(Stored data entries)
//! Bookmark store
//!
//! The `BookmarkStore` owns the bookmark collection and the slot storage it
//! is persisted to. Every mutation writes the whole collection back before
//! returning, so the persisted slot and the in-memory collection are equal
//! after any successful call.
//!
//! ## Usage
//!
//! ```ignore
//! let mut store = BookmarkStore::load(FileStorage::new(dir));
//!
//! store.add("Example", "example.com")?;   // stored as https://example.com
//! let hits = store.search("exam");
//! store.remove_at(0)?;
//! ```

use tracing::{debug, info, warn};

use crate::error::{IndexError, PersistenceReadError, StoreError};
use crate::models::{Bookmark, BookmarkCollection};
use crate::storage::{SlotStorage, StorageResult, BOOKMARKS_BACKUP_SLOT, BOOKMARKS_SLOT};

/// How the persisted collection was obtained
#[derive(Debug)]
pub enum LoadOutcome {
    /// Nothing had been saved yet
    Fresh,
    /// Saved bookmarks were read and validated
    Restored { count: usize },
    /// Saved state was unusable; the store started empty
    Recovered(PersistenceReadError),
}

impl LoadOutcome {
    pub fn is_recovered(&self) -> bool {
        matches!(self, LoadOutcome::Recovered(_))
    }
}

/// A search hit paired with its position in the full collection
#[derive(Debug, Clone, Copy, PartialEq, Eq)]
pub struct Match<'a> {
    /// Index into the store's collection (what `remove_at` expects)
    pub index: usize,
    pub bookmark: &'a Bookmark,
}

/// Ordered bookmark collection backed by slot storage
#[derive(Debug)]
pub struct BookmarkStore<S: SlotStorage> {
    storage: S,
    collection: BookmarkCollection,
}

impl<S: SlotStorage> BookmarkStore<S> {
    /// Load the store, falling back to an empty collection on any read problem
    pub fn load(storage: S) -> Self {
        Self::open(storage).0
    }

    /// Load the store and report how the collection was obtained
    ///
    /// An unreadable or corrupt bookmarks slot is copied to the backup slot
    /// before the empty fallback is returned; the next write would otherwise
    /// replace it.
    pub fn open(mut storage: S) -> (Self, LoadOutcome) {
        let raw = match storage.get(BOOKMARKS_SLOT) {
            Ok(Some(raw)) => raw,
            Ok(None) => {
                debug!("no saved bookmarks, starting empty");
                return (Self::with_collection(storage, BookmarkCollection::new()), LoadOutcome::Fresh);
            }
            Err(e) => {
                warn!("saved bookmarks unreadable, starting empty: {}", e);
                back_up_slot(&mut storage);
                return (
                    Self::with_collection(storage, BookmarkCollection::new()),
                    LoadOutcome::Recovered(PersistenceReadError::Unreadable(e)),
                );
            }
        };

        match decode(&raw) {
            Ok(collection) => {
                let count = collection.len();
                debug!(count, "loaded bookmarks");
                (Self::with_collection(storage, collection), LoadOutcome::Restored { count })
            }
            Err(e) => {
                warn!("saved bookmarks unusable, starting empty: {}", e);
                back_up_slot(&mut storage);
                (
                    Self::with_collection(storage, BookmarkCollection::new()),
                    LoadOutcome::Recovered(e),
                )
            }
        }
    }

    fn with_collection(storage: S, collection: BookmarkCollection) -> Self {
        Self {
            storage,
            collection,
        }
    }

    /// The full collection, newest first
    pub fn collection(&self) -> &BookmarkCollection {
        &self.collection
    }

    pub fn bookmarks(&self) -> &[Bookmark] {
        self.collection.as_slice()
    }

    pub fn get(&self, index: usize) -> Option<&Bookmark> {
        self.collection.get(index)
    }

    pub fn len(&self) -> usize {
        self.collection.len()
    }

    pub fn is_empty(&self) -> bool {
        self.collection.is_empty()
    }

    /// The backing storage
    pub fn storage(&self) -> &S {
        &self.storage
    }

    /// Mutable access to the backing storage, for slots other than bookmarks
    pub fn storage_mut(&mut self) -> &mut S {
        &mut self.storage
    }

    /// Validate input, prepend a new bookmark and persist
    ///
    /// Title and url are trimmed; a url without an `http://` or `https://`
    /// scheme gets `https://` prepended before it is parsed. If the write
    /// fails the prepend is undone.
    pub fn add(&mut self, title: &str, raw_url: &str) -> Result<Bookmark, StoreError> {
        let bookmark = Bookmark::parse(title, raw_url)?;

        self.collection.prepend(bookmark.clone());
        if let Err(e) = self.persist() {
            self.collection.pop_front();
            return Err(e.into());
        }

        info!(url = %bookmark.url, "added bookmark");
        Ok(bookmark)
    }

    /// Remove the bookmark at `index` and persist
    ///
    /// Returns the removed record. Out-of-range indices leave the collection
    /// untouched. If the write fails the removal is undone.
    pub fn remove_at(&mut self, index: usize) -> Result<Bookmark, StoreError> {
        let len = self.collection.len();
        let removed = self
            .collection
            .remove(index)
            .ok_or(IndexError { index, len })?;

        if let Err(e) = self.persist() {
            self.collection.insert(index, removed);
            return Err(e.into());
        }

        info!(index, url = %removed.url, "removed bookmark");
        Ok(removed)
    }

    /// Bookmarks whose title or url contains `query`, ignoring case
    ///
    /// An empty query returns the whole collection in order.
    pub fn search(&self, query: &str) -> Vec<Bookmark> {
        self.matches(query)
            .into_iter()
            .map(|m| m.bookmark.clone())
            .collect()
    }

    /// Like `search`, keeping each hit's index in the full collection
    pub fn matches(&self, query: &str) -> Vec<Match<'_>> {
        let needle = query.to_lowercase();
        self.collection
            .iter()
            .enumerate()
            .filter(|(_, bookmark)| bookmark.matches_lowercase(&needle))
            .map(|(index, bookmark)| Match { index, bookmark })
            .collect()
    }

    /// Write the full collection to the bookmarks slot
    fn persist(&mut self) -> StorageResult<()> {
        let json = self.collection.to_json()?;
        self.storage.set(BOOKMARKS_SLOT, &json)?;
        debug!(count = self.collection.len(), "persisted bookmarks");
        Ok(())
    }
}

fn back_up_slot<S: SlotStorage>(storage: &mut S) {
    match storage.backup(BOOKMARKS_SLOT, BOOKMARKS_BACKUP_SLOT) {
        Ok(()) => warn!("previous bookmarks kept in '{}'", BOOKMARKS_BACKUP_SLOT),
        Err(e) => warn!("could not back up saved bookmarks: {}", e),
    }
}

/// Parse and validate a persisted collection
fn decode(raw: &str) -> Result<BookmarkCollection, PersistenceReadError> {
    let collection = BookmarkCollection::from_json(raw)?;
    for (index, bookmark) in collection.iter().enumerate() {
        bookmark
            .validate()
            .map_err(|reason| PersistenceReadError::InvalidRecord { index, reason })?;
    }
    Ok(collection)
}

Instructions to follow
Determine the number of lines in the data that contain "BookmarkStore" as a word or string, and state only that number.

The completed task
4